The exhibition includes new and existing work, site-specifically installed in Meadowbank Sports Centre. Included in the exhibition is; a new sculptural installation by Rachel Adams, a remade version of Heaven is a place on Earth by Jacob Dahlgren, Nilbar Güreş will exhibit her 2009 series of photographs Unknown Sports and with Haroon Mirza's 2013 work Sitting In a Chamber.
 
Meadowbank Stadium was the main sporting venue in Edinburgh during the 1970 and 1986 Commonwealth Games in Edinburgh. Over the next two years  Collective will place work by contemporary artists into sporting venues which were built for which will place contemporary artists in existing sporting venues built or used for the Edinburgh 1970/86 Commonwealth Games and in venues to be used in the 2014 Commonwealth Games in Glasgow. Entitled All Sided Games, this series of events will invite audiences to consider the relationships between participants and spectators, winners and losers and private and public spaces.

 

Rachel Adams was born in Newcastle upon Tyne, UK. Recent solo-exhibitions include: Space-Craft, Tramway, Glasgow; Suburban Mystic, Lombard Method, Birmingham (2013); Posturing, part of The Sculpture Show, Scottish National Gallery of Modern Art, Edinburgh; and Refurnished, Galerie DeExpeditie, Amsterdam (2012). Recent group-exhibitions include: Costume: Written Clothing, Tramway, Glasgow; Title, Newbridge Space, Newcastle upon Tyne, and Jesmonite on Paper, Malgras/Naudet, Manchester (2013). Adams' work is also currently featured in Artangel's Open 100.
 
Jacob Dahlgren was born in Stockholm, Sweden.
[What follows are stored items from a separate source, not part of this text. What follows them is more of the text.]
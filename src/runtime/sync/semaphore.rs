// Copyright (c) Microsoft Corporation.
// Licensed under the MIT license.

//======================================================================================================================
// Imports
//======================================================================================================================

use crate::runtime::{
    deadline::Deadline,
    fail::Fail,
    sleep::{
        arm_wake_timer,
        cancelled_fail,
        current_task_or_fail,
        Park,
        ParkResult,
    },
    task::{
        state::WakeSource,
        TaskContext,
    },
    wait_list::WaitList,
};
use ::std::sync::{
    Arc,
    Mutex as StdMutex,
};

//======================================================================================================================
// Structures
//======================================================================================================================

/// A task-aware counting semaphore. Clones share the same units.
///
/// Connection pools use one of these to bound checked-out resources, often with a second one bounding concurrent
/// creation of new resources.
#[derive(Clone)]
pub struct Semaphore {
    inner: Arc<SemaphoreInner>,
}

struct SemaphoreInner {
    state: StdMutex<SemaphoreState>,
    capacity: usize,
}

struct SemaphoreState {
    available: usize,
    waiters: WaitList,
}

/// A scoped semaphore acquisition. Holds a fixed number of units; gives them back on drop unless released early.
pub struct SemaphoreLock {
    sem: Option<Semaphore>,
    count: usize,
}

//======================================================================================================================
// Associate Functions
//======================================================================================================================

impl Semaphore {
    /// Creates a semaphore with this many units, all available.
    pub fn new(capacity: usize) -> Self {
        Self {
            inner: Arc::new(SemaphoreInner {
                state: StdMutex::new(SemaphoreState {
                    available: capacity,
                    waiters: WaitList::new(),
                }),
                capacity,
            }),
        }
    }

    pub fn capacity(&self) -> usize {
        self.inner.capacity
    }

    /// Units not currently held. Advisory: it may change before the caller acts on it.
    pub fn available(&self) -> usize {
        self.inner.state.lock().unwrap().available
    }

    /// Takes one unit, suspending the calling task while none is available. Fails with `ETIMEDOUT` once the
    /// deadline passes and with `ECANCELED` when the task is cancelled while waiting.
    pub async fn acquire(&self, deadline: Deadline) -> Result<SemaphoreLock, Fail> {
        SemaphoreLock::acquire(self, 1, deadline).await
    }

    /// Takes `count` units as a single grant, suspending the calling task while fewer are available. Asking for
    /// more units than the semaphore holds at full capacity fails with `EINVAL` instead of waiting forever.
    pub async fn acquire_count(&self, count: usize, deadline: Deadline) -> Result<(), Fail> {
        if count > self.inner.capacity {
            let cause: String = format!(
                "acquire_count: {} units requested from a semaphore of capacity {}",
                count, self.inner.capacity
            );
            return Err(Fail::new(libc::EINVAL, &cause));
        }
        let ctx: Arc<TaskContext> = current_task_or_fail("acquire_count")?;
        // After losing a race for released units, the waiter goes back to the front of the line.
        let mut keep_place: bool = false;
        loop {
            if ctx.should_cancel() {
                return Err(cancelled_fail(&ctx, "acquire_count"));
            }
            let park: Park = Park::new(ctx.clone());
            {
                let mut state = self.inner.state.lock().unwrap();
                if state.available >= count {
                    state.available -= count;
                    return Ok(());
                }
                if deadline.is_reached() {
                    return Err(Fail::timed_out("acquire_count: not enough semaphore units before the deadline"));
                }
                if keep_place {
                    state.waiters.append_front(ctx.clone(), park.token());
                } else {
                    state.waiters.append(ctx.clone(), park.token());
                }
            }
            arm_wake_timer(&ctx, deadline, park.token());
            let _: ParkResult = park.await;
            self.inner.state.lock().unwrap().waiters.remove(ctx.id());
            keep_place = true;
        }
    }

    /// Takes one unit only if one is available right now. Never suspends; usable from any thread.
    pub fn try_acquire(&self) -> Option<SemaphoreLock> {
        if self.try_acquire_count(1) {
            Some(SemaphoreLock {
                sem: Some(self.clone()),
                count: 1,
            })
        } else {
            None
        }
    }

    /// Takes `count` units only if all of them are available right now. All or nothing; never suspends.
    pub fn try_acquire_count(&self, count: usize) -> bool {
        let mut state = self.inner.state.lock().unwrap();
        if state.available < count {
            return false;
        }
        state.available -= count;
        true
    }

    /// Gives back one unit taken with [`Self::acquire_count`] or [`Self::try_acquire_count`].
    pub fn release(&self) -> Result<(), Fail> {
        self.release_count(1)
    }

    /// Gives back `count` units. Returning more units than were taken is a contract violation: it asserts in
    /// debug builds and fails with `EPERM` in release builds, leaving the count untouched.
    pub fn release_count(&self, count: usize) -> Result<(), Fail> {
        let mut state = self.inner.state.lock().unwrap();
        debug_assert!(
            count <= self.inner.capacity - state.available,
            "release_count: more units returned than taken"
        );
        if count > self.inner.capacity - state.available {
            let cause: String = format!(
                "release_count: returning {} units would exceed the capacity of {}",
                count, self.inner.capacity
            );
            error!("release_count(): {}", &cause);
            return Err(Fail::new(libc::EPERM, &cause));
        }
        state.available += count;
        // One wakeup per returned unit. A waiter needing more than what is there re-queues at the front.
        let mut wakeups: usize = count;
        while wakeups > 0 && state.waiters.wake_one(WakeSource::WaitList) {
            wakeups -= 1;
        }
        Ok(())
    }
}

impl SemaphoreLock {
    /// Takes `count` units as one scoped grant. Same waiting behavior as [`Semaphore::acquire_count`].
    pub async fn acquire(sem: &Semaphore, count: usize, deadline: Deadline) -> Result<SemaphoreLock, Fail> {
        sem.acquire_count(count, deadline).await?;
        Ok(SemaphoreLock {
            sem: Some(sem.clone()),
            count,
        })
    }

    /// How many units this lock holds.
    pub fn count(&self) -> usize {
        self.count
    }

    /// Whether this lock still holds its units.
    pub fn owns(&self) -> bool {
        self.sem.is_some()
    }

    /// Gives the units back now instead of at drop.
    pub fn release(mut self) {
        self.release_units();
    }

    fn release_units(&mut self) {
        if let Some(sem) = self.sem.take() {
            // Units held by this lock were taken from the same semaphore, so they can never overflow it.
            let _ = sem.release_count(self.count);
        }
    }
}

//======================================================================================================================
// Trait Implementations
//======================================================================================================================

/// Drop Trait Implementation for Semaphore Locks
impl Drop for SemaphoreLock {
    fn drop(&mut self) {
        self.release_units();
    }
}

//======================================================================================================================
// Unit Tests
//======================================================================================================================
He has exhibited widely and represented Sweden in the Nordic Pavilion at the 2007 Venice Biennale. Solo-exhibitions include: From art to life to art, Galleri Andréhn-Schiptjenko, Stockholm; Work as Method, project for Austrian Chamber of Labour, Vienna (2013); Forward, Back, Right, Left, Henry Art Gallery, Seattle (2009); and Altered, Stitched and Gathered, P.S.1 Contemporary Art Center/MoMA, New York (2006). Recent group-exhibitions include: Kiasma’s 15th anniversary exhibition, KIASMA, Museum of Contemporary Art, Helsinki; Double Illums Bolighus, Illums Bolighus, Copenhagen; Baltic Sea Record 2013, Stadtgalerie Kiel, Kiel, Germany (2013).
 
Nilbar Güreş was born in Istanbul, Turkey. Recent solo-exhibitions include: Nilbar Wien-Na, Gallery Martin Janda, Vienna; Open Phone Booth, Gallery Rampa Istanbul (2013); and Undressing, MQ, Vienna (2011). Her work has been shown in various group-exhibitions and festivals including What is Waiting Out There, 6th Berlin Biennial, Berlin (2010); Where Do We Go From Here?, Secession Vienna, Vienna (2010), What Keeps Human Kind Alive, 11th International Istanbul Biennial, Istanbul (2009) and the travelling exhibition entitled Tactics of Invisibility, which was previously exhibited at Thyssen-Bornemisza Art Contemporary, Vienna (2010) and at Tanas, Berlin (2010-2011) and at Arter, Istanbul (2011).
 
Haroon Mirza was born in London, where he studied Design Critical Theory and Practice at Goldsmiths College and Fine Art at Chelsea College of Art and Design. Bristol. Recent solo-exhibition include Haroon Mirza at The Hepworth Wakefield, Wakefield; o/o/o/o/, Lisson Gallery, London (2013); and Preoccupied Waveforms, The New Museum, New York (2012). His work and performances have been widely shown in group-exhibitions including Ruins in Reverse, Tate Modern, London (2013), The British Art Show 7 and Performa 11 (2011). He was recently awarded the DAIWA Foundation Art Prize, the Silver Lion at the 54th Venice Biennale and in 2010, The Northern Art Prize.